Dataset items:
════════════════
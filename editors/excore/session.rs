//
// Copyright (c) 2024 Jeff Garzik
//
// This file is part of the posixutils-rs project covered under
// the MIT License.  For the full license text, please see the LICENSE
// file in the root directory of this project.
// SPDX-License-Identifier: MIT
//

//! Command dispatch and session state.
//!
//! A [`Session`] owns everything that outlives a single command (options,
//! registers, remembered patterns, working directory) but not the buffer,
//! which is passed to every call. Errors abort only the command that raised
//! them.

use crate::buffer::TextBuffer;
use crate::command::{ExCommand, ExOutcome, SubstituteFlags};
use crate::error::{ExError, Result};
use crate::options::Options;
use crate::parser::parse_ex_command;
use crate::range::SearchContext;
use crate::registers::Registers;
use crate::regions::RangeSource;
use crate::shell::{ShellRunner, SystemShell};
use std::env;
use std::path::{Path, PathBuf};

/// The last `:s` pattern, replacement and flags.
#[derive(Debug, Clone, Default)]
pub(crate) struct LastSubstitute {
    pub pattern: String,
    pub replacement: String,
    pub flags: SubstituteFlags,
}

/// Ex command interpreter state.
pub struct Session {
    pub options: Options,
    pub registers: Registers,
    pub(crate) cwd: PathBuf,
    pub(crate) last_substitute: Option<LastSubstitute>,
    pub(crate) last_global: Option<String>,
    pub(crate) last_search: Option<String>,
    pub(crate) last_shell: Option<String>,
    pub(crate) last_error: Option<String>,
    pub(crate) shell: Box<dyn ShellRunner>,
}

impl Default for Session {
    fn default() -> Self {
        Self::new()
    }
}

impl Session {
    /// Create a session running shell commands on the host system.
    pub fn new() -> Self {
        Self::with_shell(Box::new(SystemShell))
    }

    /// Create a session with a custom shell runner.
    pub fn with_shell(shell: Box<dyn ShellRunner>) -> Self {
        Session {
            options: Options::default(),
            registers: Registers::new(),
            cwd: env::current_dir().unwrap_or_else(|_| PathBuf::from(".")),
            last_substitute: None,
            last_global: None,
            last_search: None,
            last_shell: None,
            last_error: None,
            shell,
        }
    }

    /// Working directory for relative paths and shell commands.
    pub fn cwd(&self) -> &Path {
        &self.cwd
    }

    pub fn set_cwd(&mut self, dir: PathBuf) {
        self.cwd = dir;
    }

    /// Message of the most recent failed command.
    pub fn last_error(&self) -> Option<&str> {
        self.last_error.as_deref()
    }

    /// Run a command line, turning any error into [`ExOutcome::Error`].
    pub fn run(&mut self, buf: &mut dyn TextBuffer, line: &str) -> ExOutcome {
        match self.execute(buf, line) {
            Ok(outcome) => outcome,
            Err(e) => {
                let message = e.to_string();
                log::warn!("{}: {}", line.trim(), message);
                self.last_error = Some(message.clone());
                ExOutcome::Error(message)
            }
        }
    }

    /// Parse and execute a command line.
    pub fn execute(&mut self, buf: &mut dyn TextBuffer, line: &str) -> Result<ExOutcome> {
        let parsed = parse_ex_command(line)?;
        let outcome = self.dispatch(buf, RangeSource::Text(parsed.range.clone()), parsed.command);
        // A search in the range becomes the last pattern once it has been used.
        if let Some(pattern) = parsed.range.last_pattern() {
            self.last_search = Some(pattern.to_string());
        }
        outcome
    }

    /// Execute one parsed command against `source`.
    ///
    /// This is the only entry point for nested execution: `:global` calls it
    /// with [`RangeSource::Provided`] regions instead of a typed range.
    pub fn dispatch(
        &mut self,
        buf: &mut dyn TextBuffer,
        mut source: RangeSource,
        command: ExCommand,
    ) -> Result<ExOutcome> {
        log::debug!(
            "dispatch {} ({})",
            command.name(),
            match &source {
                RangeSource::Text(range) => format!("range {:?}", range.text),
                RangeSource::Provided(pending) => format!("{} provided regions", pending.len()),
            }
        );

        match command {
            ExCommand::Nop => Ok(ExOutcome::Continue),
            ExCommand::Goto => self.goto(buf, &mut source),
            ExCommand::Substitute(spec) => self.substitute(buf, &mut source, spec),
            ExCommand::Global {
                pattern,
                command,
                invert,
            } => {
                if matches!(source, RangeSource::Provided(_)) {
                    return Err(ExError::NotImplemented("nested :global".to_string()));
                }
                self.global(buf, &mut source, &pattern, &command, invert)
            }
            ExCommand::Delete { register, count } => {
                self.delete(buf, &mut source, register, count)
            }
            ExCommand::Yank { register, count } => self.yank(buf, &mut source, register, count),
            ExCommand::Copy { destination } => self.copy(buf, &mut source, &destination),
            ExCommand::Move { destination } => self.move_lines(buf, &mut source, &destination),
            ExCommand::Print { flags, count } => self.print(buf, &mut source, flags, count),
            ExCommand::Write {
                force,
                append,
                file,
            } => self.write(buf, &mut source, force, append, file.as_deref()),
            ExCommand::WriteShell { command } => self.write_shell(buf, &mut source, &command),
            ExCommand::WriteQuit { force, file } => {
                self.write_quit(buf, &mut source, force, file.as_deref())
            }
            ExCommand::Exit { force } => self.exit(buf, &mut source, force),
            ExCommand::Quit { force, .. } => self.quit(buf, force),
            ExCommand::Edit { force, file } => self.edit(buf, force, file.as_deref()),
            ExCommand::Read { file } => self.read(buf, &mut source, file.as_deref()),
            ExCommand::ReadShell { command } => self.read_shell(buf, &mut source, &command),
            ExCommand::Shell { command } => self.shell_command(buf, &mut source, &command),
            ExCommand::Mark { name } => self.mark(buf, &mut source, name),
            ExCommand::Registers => Ok(self.list_registers()),
            ExCommand::Set { args } => Ok(match self.options.set(&args)? {
                Some(text) => ExOutcome::Message(text),
                None => ExOutcome::Continue,
            }),
            ExCommand::Cd { force, path } => self.cd(buf, force, path.as_deref()),
            ExCommand::Pwd => Ok(ExOutcome::Message(self.cwd.display().to_string())),
            ExCommand::File => Ok(self.file_info(buf)),
        }
    }

    /// Search settings for address resolution.
    pub(crate) fn search_context(&self) -> SearchContext {
        SearchContext {
            ignore_case: self.options.ignorecase,
            last_pattern: self.last_search.clone(),
        }
    }

    /// Resolve `path` against the working directory.
    pub(crate) fn resolve_path(&self, path: &str) -> PathBuf {
        let path = Path::new(path);
        if path.is_absolute() {
            path.to_path_buf()
        } else {
            self.cwd.join(path)
        }
    }

    fn list_registers(&self) -> ExOutcome {
        let lines = self.registers.display();
        if lines.is_empty() {
            ExOutcome::Message("No registers".to_string())
        } else {
            ExOutcome::Output(lines)
        }
    }
}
════════════════
PROMPT:
Every entry above should be transcribed exactly and in full.

SOLUTION FOR THIS PROBLEM:
filename editors/excore/session.rs
//
// Copyright (c) 2024 Jeff Garzik
//
// This file is part of the posixutils-rs project covered under
// the MIT License.  For the full license text, please see the LICENSE
// file in the root directory of this project.
// SPDX-License-Identifier: MIT
//

//! Command dispatch and session state.
//!
//! A [`Session`] owns everything that outlives a single command (options,
//! registers, remembered patterns, working directory) but not the buffer,
//! which is passed to every call. Errors abort only the command that raised
//! them.

use crate::buffer::TextBuffer;
use crate::command::{ExCommand, ExOutcome, SubstituteFlags};
use crate::error::{ExError, Result};
use crate::options::Options;
use crate::parser::parse_ex_command;
use crate::range::SearchContext;
use crate::registers::Registers;
use crate::regions::RangeSource;
use crate::shell::{ShellRunner, SystemShell};
use std::env;
use std::path::{Path, PathBuf};

/// The last `:s` pattern, replacement and flags.
#[derive(Debug, Clone, Default)]
pub(crate) struct LastSubstitute {
    pub pattern: String,
    pub replacement: String,
    pub flags: SubstituteFlags,
}

/// Ex command interpreter state.
pub struct Session {
    pub options: Options,
    pub registers: Registers,
    pub(crate) cwd: PathBuf,
    pub(crate) last_substitute: Option<LastSubstitute>,
    pub(crate) last_global: Option<String>,
    pub(crate) last_search: Option<String>,
    pub(crate) last_shell: Option<String>,
    pub(crate) last_error: Option<String>,
    pub(crate) shell: Box<dyn ShellRunner>,
}

impl Default for Session {
    fn default() -> Self {
        Self::new()
    }
}

impl Session {
    /// Create a session running shell commands on the host system.
    pub fn new() -> Self {
        Self::with_shell(Box::new(SystemShell))
    }

    /// Create a session with a custom shell runner.
    pub fn with_shell(shell: Box<dyn ShellRunner>) -> Self {
        Session {
            options: Options::default(),
            registers: Registers::new(),
            cwd: env::current_dir().unwrap_or_else(|_| PathBuf::from(".")),
            last_substitute: None,
            last_global: None,
            last_search: None,
            last_shell: None,
            last_error: None,
            shell,
        }
    }

    /// Working directory for relative paths and shell commands.
    pub fn cwd(&self) -> &Path {
        &self.cwd
    }

    pub fn set_cwd(&mut self, dir: PathBuf) {
        self.cwd = dir;
    }

    /// Message of the most recent failed command.
    pub fn last_error(&self) -> Option<&str> {
        self.last_error.as_deref()
    }

    /// Run a command line, turning any error into [`ExOutcome::Error`].
    pub fn run(&mut self, buf: &mut dyn TextBuffer, line: &str) -> ExOutcome {
        match self.execute(buf, line) {
            Ok(outcome) => outcome,
            Err(e) => {
                let message = e.to_string();
                log::warn!("{}: {}", line.trim(), message);
                self.last_error = Some(message.clone());
                ExOutcome::Error(message)
            }
        }
    }

    /// Parse and execute a command line.
    pub fn execute(&mut self, buf: &mut dyn TextBuffer, line: &str) -> Result<ExOutcome> {
        let parsed = parse_ex_command(line)?;
        let outcome = self.dispatch(buf, RangeSource::Text(parsed.range.clone()), parsed.command);
        // A search in the range becomes the last pattern once it has been used.
        if let Some(pattern) = parsed.range.last_pattern() {
            self.last_search = Some(pattern.to_string());
        }
        outcome
    }

    /// Execute one parsed command against `source`.
    ///
    /// This is the only entry point for nested execution: `:global` calls it
    /// with [`RangeSource::Provided`] regions instead of a typed range.
    pub fn dispatch(
        &mut self,
        buf: &mut dyn TextBuffer,
        mut source: RangeSource,
        command: ExCommand,
    ) -> Result<ExOutcome> {
        log::debug!(
            "dispatch {} ({})",
            command.name(),
            match &source {
                RangeSource::Text(range) => format!("range {:?}", range.text),
                RangeSource::Provided(pending) => format!("{} provided regions", pending.len()),
            }
        );

        match command {
            ExCommand::Nop => Ok(ExOutcome::Continue),
            ExCommand::Goto => self.goto(buf, &mut source),
            ExCommand::Substitute(spec) => self.substitute(buf, &mut source, spec),
            ExCommand::Global {
                pattern,
                command,
                invert,
            } => {
                if matches!(source, RangeSource::Provided(_)) {
                    return Err(ExError::NotImplemented("nested :global".to_string()));
                }
                self.global(buf, &mut source, &pattern, &command, invert)
            }
            ExCommand::Delete { register, count } => {
                self.delete(buf, &mut source, register, count)
            }
            ExCommand::Yank { register, count } => self.yank(buf, &mut source, register, count),
            ExCommand::Copy { destination } => self.copy(buf, &mut source, &destination),
            ExCommand::Move { destination } => self.move_lines(buf, &mut source, &destination),
            ExCommand::Print { flags, count } => self.print(buf, &mut source, flags, count),
            ExCommand::Write {
                force,
                append,
                file,
            } => self.write(buf, &mut source, force, append, file.as_deref()),
            ExCommand::WriteShell { command } => self.write_shell(buf, &mut source, &command),
            ExCommand::WriteQuit { force, file } => {
                self.write_quit(buf, &mut source, force, file.as_deref())
            }
            ExCommand::Exit { force } => self.exit(buf, &mut source, force),
            ExCommand::Quit { force, .. } => self.quit(buf, force),
            ExCommand::Edit { force, file } => self.edit(buf, force, file.as_deref()),
            ExCommand::Read { file } => self.read(buf, &mut source, file.as_deref()),
            ExCommand::ReadShell { command } => self.read_shell(buf, &mut source, &command),
            ExCommand::Shell { command } => self.shell_command(buf, &mut source, &command),
            ExCommand::Mark { name } => self.mark(buf, &mut source, name),
            ExCommand::Registers => Ok(self.list_registers()),
            ExCommand::Set { args } => Ok(match self.options.set(&args)? {
                Some(text) => ExOutcome::Message(text),
                None => ExOutcome::Continue,
            }),
            ExCommand::Cd { force, path } => self.cd(buf, force, path.as_deref()),
            ExCommand::Pwd => Ok(ExOutcome::Message(self.cwd.display().to_string())),
            ExCommand::File => Ok(self.file_info(buf)),
        }
    }

    /// Search settings for address resolution.
    pub(crate) fn search_context(&self) -> SearchContext {
        SearchContext {
            ignore_case: self.options.ignorecase,
            last_pattern: self.last_search.clone(),
        }
    }

    /// Resolve `path` against the working directory.
    pub(crate) fn resolve_path(&self, path: &str) -> PathBuf {
        let path = Path::new(path);
        if path.is_absolute() {
            path.to_path_buf()
        } else {
            self.cwd.join(path)
        }
    }

    fn list_registers(&self) -> ExOutcome {
        let lines = self.registers.display();
        if lines.is_empty() {
            ExOutcome::Message("No registers".to_string())
        } else {
            ExOutcome::Output(lines)
        }
    }
}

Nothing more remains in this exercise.